* _RECORD EXTRACTS_
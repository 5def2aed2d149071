//! Provider selection. The policy is pluggable; this one picks randomly
//! among configured candidates whose byte bounds admit the payload, which
//! spreads replicas across distinct providers.

use anyhow::Result;
use rand::seq::SliceRandom;

/// An eligible storage provider for a deal of a given size.
#[derive(Debug, Clone, PartialEq, Eq)]
pub struct Provider {
    pub address: String,
}

#[derive(Debug, Clone)]
struct MinerCandidate {
    address: String,
    min_bytes: i64,
    max_bytes: i64,
}

/// Selects a storage provider able to accept a deal of a given size.
#[derive(Debug, Clone)]
pub struct MinerAssignmentService {
    candidates: Vec<MinerCandidate>,
}

impl MinerAssignmentService {
    /// Parse the `MINERS` specification: comma-separated entries of
    /// `address`, `address:min_bytes`, or `address:min_bytes:max_bytes`.
    pub fn from_spec(spec: &str) -> Self {
        let candidates = spec
            .split(',')
            .map(str::trim)
            .filter(|entry| !entry.is_empty())
            .filter_map(|entry| {
                let mut parts = entry.split(':');
                let address = parts.next()?.to_string();
                let min_bytes = parts.next().and_then(|p| p.parse().ok()).unwrap_or(0);
                let max_bytes = parts
                    .next()
                    .and_then(|p| p.parse().ok())
                    .unwrap_or(i64::MAX);
                Some(MinerCandidate {
                    address,
                    min_bytes,
                    max_bytes,
                })
            })
            .collect();
        Self { candidates }
    }

    /// Return a provider able to accept `size` bytes right now, or an error
    /// explaining why none was available.
    pub fn sp_with_given_bytes(&self, size: i64) -> Result<Provider> {
        if self.candidates.is_empty() {
            anyhow::bail!("no storage providers configured, set MINERS");
        }

        let eligible: Vec<&MinerCandidate> = self
            .candidates
            .iter()
            .filter(|c| size >= c.min_bytes && size <= c.max_bytes)
            .collect();

        let chosen = eligible.choose(&mut rand::thread_rng()).ok_or_else(|| {
            anyhow::anyhow!(
                "no configured storage provider accepts deals of {size} bytes ({} candidates checked)",
                self.candidates.len()
            )
        })?;

        Ok(Provider {
            address: chosen.address.clone(),
        })
    }
}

* _PROBLEM TO WORK ON_
How many lines in the entries above hold the word "anyhow"? Reply with the number by itself.

* _EXPECTED ANSWER_
3